───── Provided records ─────

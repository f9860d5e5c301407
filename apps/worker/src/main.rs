//! Grantflow invitation sweep worker.
//!
//! Expires overdue invitations and sends reminders on a fixed cadence.

#![forbid(unsafe_code)]

use std::env;
use std::sync::Arc;
use std::time::Duration;

use grantflow_application::{InvitationPolicy, InvitationService, InvitationServicePorts};
use grantflow_core::{AppError, AppResult};
use grantflow_infrastructure::{ConsoleInvitationNotifier, PostgresInvitationStore};

use sqlx::PgPool;
use sqlx::migrate::Migrator;
use sqlx::postgres::PgPoolOptions;
use tracing::{info, warn};
use tracing_subscriber::EnvFilter;

static MIGRATOR: Migrator = sqlx::migrate!("../../crates/infrastructure/migrations");

#[derive(Debug, Clone, PartialEq, Eq)]
struct WorkerConfig {
    database_url: String,
    database_max_connections: u32,
    accept_url_base: String,
    sweep_interval_seconds: u64,
    sweep_batch_limit: usize,
    reminder_min_age: chrono::Duration,
    reminder_max_count: u32,
}

#[tokio::main]
async fn main() -> Result<(), AppError> {
    dotenvy::dotenv().ok();
    init_tracing();

    let config = WorkerConfig::load()?;
    let pool = connect_pool(&config).await?;
    let invitations = build_invitation_service(pool, &config)?;

    info!(
        sweep_interval_seconds = config.sweep_interval_seconds,
        sweep_batch_limit = config.sweep_batch_limit,
        reminder_min_age_hours = config.reminder_min_age.num_hours(),
        reminder_max_count = config.reminder_max_count,
        "grantflow-worker started"
    );

    loop {
        run_sweeps(&invitations, config.sweep_batch_limit).await;
        tokio::time::sleep(Duration::from_secs(config.sweep_interval_seconds)).await;
    }
}

async fn run_sweeps(invitations: &InvitationService, limit: usize) {
    if let Err(error) = invitations.expire_overdue(limit).await {
        warn!(error = %error, "expiry sweep failed");
    }

    if let Err(error) = invitations.send_reminders(limit).await {
        warn!(error = %error, "reminder sweep failed");
    }
}

async fn connect_pool(config: &WorkerConfig) -> AppResult<PgPool> {
    let pool = PgPoolOptions::new()
        .max_connections(config.database_max_connections)
        .connect(config.database_url.as_str())
        .await
        .map_err(|error| AppError::Internal(format!("failed to connect to database: {error}")))?;

    MIGRATOR
        .run(&pool)
        .await
        .map_err(|error| AppError::Internal(format!("failed to run migrations: {error}")))?;

    Ok(pool)
}

fn build_invitation_service(
    pool: PgPool,
    config: &WorkerConfig,
) -> AppResult<InvitationService> {
    let store = Arc::new(PostgresInvitationStore::new(pool));
    let policy = InvitationPolicy {
        reminder_min_age: config.reminder_min_age,
        max_reminders: config.reminder_max_count,
        ..InvitationPolicy::default()
    };
    policy.validate()?;

    Ok(InvitationService::new(
        InvitationServicePorts {
            invitations: store.clone(),
            bulk_results: store.clone(),
            activity: store,
            notifier: Arc::new(ConsoleInvitationNotifier::new(
                config.accept_url_base.as_str(),
            )),
        },
        policy,
    ))
}

impl WorkerConfig {
    fn load() -> AppResult<Self> {
        Self::from_lookup(|name| env::var(name).ok())
    }

    fn from_lookup(lookup: impl Fn(&str) -> Option<String>) -> AppResult<Self> {
        let database_url = required_env(&lookup, "DATABASE_URL")?;
        let database_max_connections = parse_env(&lookup, "DATABASE_MAX_CONNECTIONS", 5_u32)?;
        let accept_url_base = lookup("INVITATION_ACCEPT_URL_BASE")
            .map(|value| value.trim().to_owned())
            .filter(|value| !value.is_empty())
            .unwrap_or_else(|| "http://localhost:3000/invitations".to_owned());
        let sweep_interval_seconds = parse_env(&lookup, "SWEEP_INTERVAL_SECONDS", 300_u64)?;
        let sweep_batch_limit = parse_env(&lookup, "SWEEP_BATCH_LIMIT", 100_usize)?;
        let reminder_min_age_hours = parse_env(&lookup, "REMINDER_MIN_AGE_HOURS", 48_i64)?;
        let reminder_max_count = parse_env(&lookup, "REMINDER_MAX_COUNT", 3_u32)?;

        if database_max_connections == 0 {
            return Err(AppError::Validation(
                "DATABASE_MAX_CONNECTIONS must be greater than zero".to_owned(),
            ));
        }

        if sweep_interval_seconds == 0 {
            return Err(AppError::Validation(
                "SWEEP_INTERVAL_SECONDS must be greater than zero".to_owned(),
            ));
        }

        if sweep_batch_limit == 0 {
            return Err(AppError::Validation(
                "SWEEP_BATCH_LIMIT must be greater than zero".to_owned(),
            ));
        }

        if reminder_min_age_hours <= 0 {
            return Err(AppError::Validation(
                "REMINDER_MIN_AGE_HOURS must be greater than zero".to_owned(),
            ));
        }
        let reminder_min_age = chrono::Duration::try_hours(reminder_min_age_hours)
            .ok_or_else(|| {
                AppError::Validation(format!(
                    "REMINDER_MIN_AGE_HOURS value '{reminder_min_age_hours}' is out of range"
                ))
            })?;

        if reminder_max_count == 0 {
            return Err(AppError::Validation(
                "REMINDER_MAX_COUNT must be greater than zero".to_owned(),
            ));
        }

        Ok(Self {
            database_url,
            database_max_connections,
            accept_url_base,
            sweep_interval_seconds,
            sweep_batch_limit,
            reminder_min_age,
            reminder_max_count,
        })
    }
}

fn init_tracing() {
    let env_filter = EnvFilter::try_from_default_env().unwrap_or_else(|_| EnvFilter::new("info"));

    tracing_subscriber::fmt()
        .with_env_filter(env_filter)
        .with_target(false)
        .compact()
        .init();
}

fn required_env(lookup: &impl Fn(&str) -> Option<String>, name: &str) -> AppResult<String> {
    lookup(name).ok_or_else(|| AppError::Validation(format!("{name} is required")))
}

fn parse_env<T>(lookup: &impl Fn(&str) -> Option<String>, name: &str, default: T) -> AppResult<T>
where
    T: std::str::FromStr,
    T::Err: std::fmt::Display,
{
    match lookup(name) {
        Some(value) => value.trim().parse::<T>().map_err(|error| {
            AppError::Validation(format!("invalid {name} value '{value}': {error}"))
        }),
        None => Ok(default),
    }
}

─────

> [Exercise goal]:
All the records, from start to finish, are to be repeated exactly.

> [Answer to the exercise]:
repository f9860d5e5c301407
filename apps/worker/src/main.rs
//! Grantflow invitation sweep worker.
//!
//! Expires overdue invitations and sends reminders on a fixed cadence.

#![forbid(unsafe_code)]

use std::env;
use std::sync::Arc;
use std::time::Duration;

use grantflow_application::{InvitationPolicy, InvitationService, InvitationServicePorts};
use grantflow_core::{AppError, AppResult};
use grantflow_infrastructure::{ConsoleInvitationNotifier, PostgresInvitationStore};

use sqlx::PgPool;
use sqlx::migrate::Migrator;
use sqlx::postgres::PgPoolOptions;
use tracing::{info, warn};
use tracing_subscriber::EnvFilter;

static MIGRATOR: Migrator = sqlx::migrate!("../../crates/infrastructure/migrations");

#[derive(Debug, Clone, PartialEq, Eq)]
struct WorkerConfig {
    database_url: String,
    database_max_connections: u32,
    accept_url_base: String,
    sweep_interval_seconds: u64,
    sweep_batch_limit: usize,
    reminder_min_age: chrono::Duration,
    reminder_max_count: u32,
}

#[tokio::main]
async fn main() -> Result<(), AppError> {
    dotenvy::dotenv().ok();
    init_tracing();

    let config = WorkerConfig::load()?;
    let pool = connect_pool(&config).await?;
    let invitations = build_invitation_service(pool, &config)?;

    info!(
        sweep_interval_seconds = config.sweep_interval_seconds,
        sweep_batch_limit = config.sweep_batch_limit,
        reminder_min_age_hours = config.reminder_min_age.num_hours(),
        reminder_max_count = config.reminder_max_count,
        "grantflow-worker started"
    );

    loop {
        run_sweeps(&invitations, config.sweep_batch_limit).await;
        tokio::time::sleep(Duration::from_secs(config.sweep_interval_seconds)).await;
    }
}

async fn run_sweeps(invitations: &InvitationService, limit: usize) {
    if let Err(error) = invitations.expire_overdue(limit).await {
        warn!(error = %error, "expiry sweep failed");
    }

    if let Err(error) = invitations.send_reminders(limit).await {
        warn!(error = %error, "reminder sweep failed");
    }
}

async fn connect_pool(config: &WorkerConfig) -> AppResult<PgPool> {
    let pool = PgPoolOptions::new()
        .max_connections(config.database_max_connections)
        .connect(config.database_url.as_str())
        .await
        .map_err(|error| AppError::Internal(format!("failed to connect to database: {error}")))?;

    MIGRATOR
        .run(&pool)
        .await
        .map_err(|error| AppError::Internal(format!("failed to run migrations: {error}")))?;

    Ok(pool)
}

fn build_invitation_service(
    pool: PgPool,
    config: &WorkerConfig,
) -> AppResult<InvitationService> {
    let store = Arc::new(PostgresInvitationStore::new(pool));
    let policy = InvitationPolicy {
        reminder_min_age: config.reminder_min_age,
        max_reminders: config.reminder_max_count,
        ..InvitationPolicy::default()
    };
    policy.validate()?;

    Ok(InvitationService::new(
        InvitationServicePorts {
            invitations: store.clone(),
            bulk_results: store.clone(),
            activity: store,
            notifier: Arc::new(ConsoleInvitationNotifier::new(
                config.accept_url_base.as_str(),
            )),
        },
        policy,
    ))
}

impl WorkerConfig {
    fn load() -> AppResult<Self> {
        Self::from_lookup(|name| env::var(name).ok())
    }

    fn from_lookup(lookup: impl Fn(&str) -> Option<String>) -> AppResult<Self> {
        let database_url = required_env(&lookup, "DATABASE_URL")?;
        let database_max_connections = parse_env(&lookup, "DATABASE_MAX_CONNECTIONS", 5_u32)?;
        let accept_url_base = lookup("INVITATION_ACCEPT_URL_BASE")
            .map(|value| value.trim().to_owned())
            .filter(|value| !value.is_empty())
            .unwrap_or_else(|| "http://localhost:3000/invitations".to_owned());
        let sweep_interval_seconds = parse_env(&lookup, "SWEEP_INTERVAL_SECONDS", 300_u64)?;
        let sweep_batch_limit = parse_env(&lookup, "SWEEP_BATCH_LIMIT", 100_usize)?;
        let reminder_min_age_hours = parse_env(&lookup, "REMINDER_MIN_AGE_HOURS", 48_i64)?;
        let reminder_max_count = parse_env(&lookup, "REMINDER_MAX_COUNT", 3_u32)?;

        if database_max_connections == 0 {
            return Err(AppError::Validation(
                "DATABASE_MAX_CONNECTIONS must be greater than zero".to_owned(),
            ));
        }

        if sweep_interval_seconds == 0 {
            return Err(AppError::Validation(
                "SWEEP_INTERVAL_SECONDS must be greater than zero".to_owned(),
            ));
        }

        if sweep_batch_limit == 0 {
            return Err(AppError::Validation(
                "SWEEP_BATCH_LIMIT must be greater than zero".to_owned(),
            ));
        }

        if reminder_min_age_hours <= 0 {
            return Err(AppError::Validation(
                "REMINDER_MIN_AGE_HOURS must be greater than zero".to_owned(),
            ));
        }
        let reminder_min_age = chrono::Duration::try_hours(reminder_min_age_hours)
            .ok_or_else(|| {
                AppError::Validation(format!(
                    "REMINDER_MIN_AGE_HOURS value '{reminder_min_age_hours}' is out of range"
                ))
            })?;

        if reminder_max_count == 0 {
            return Err(AppError::Validation(
                "REMINDER_MAX_COUNT must be greater than zero".to_owned(),
            ));
        }

        Ok(Self {
            database_url,
            database_max_connections,
            accept_url_base,
            sweep_interval_seconds,
            sweep_batch_limit,
            reminder_min_age,
            reminder_max_count,
        })
    }
}

fn init_tracing() {
    let env_filter = EnvFilter::try_from_default_env().unwrap_or_else(|_| EnvFilter::new("info"));

    tracing_subscriber::fmt()
        .with_env_filter(env_filter)
        .with_target(false)
        .compact()
        .init();
}

fn required_env(lookup: &impl Fn(&str) -> Option<String>, name: &str) -> AppResult<String> {
    lookup(name).ok_or_else(|| AppError::Validation(format!("{name} is required")))
}

fn parse_env<T>(lookup: &impl Fn(&str) -> Option<String>, name: &str, default: T) -> AppResult<T>
where
    T: std::str::FromStr,
    T::Err: std::fmt::Display,
{
    match lookup(name) {
        Some(value) => value.trim().parse::<T>().map_err(|error| {
            AppError::Validation(format!("invalid {name} value '{value}': {error}"))
        }),
        None => Ok(default),
    }
}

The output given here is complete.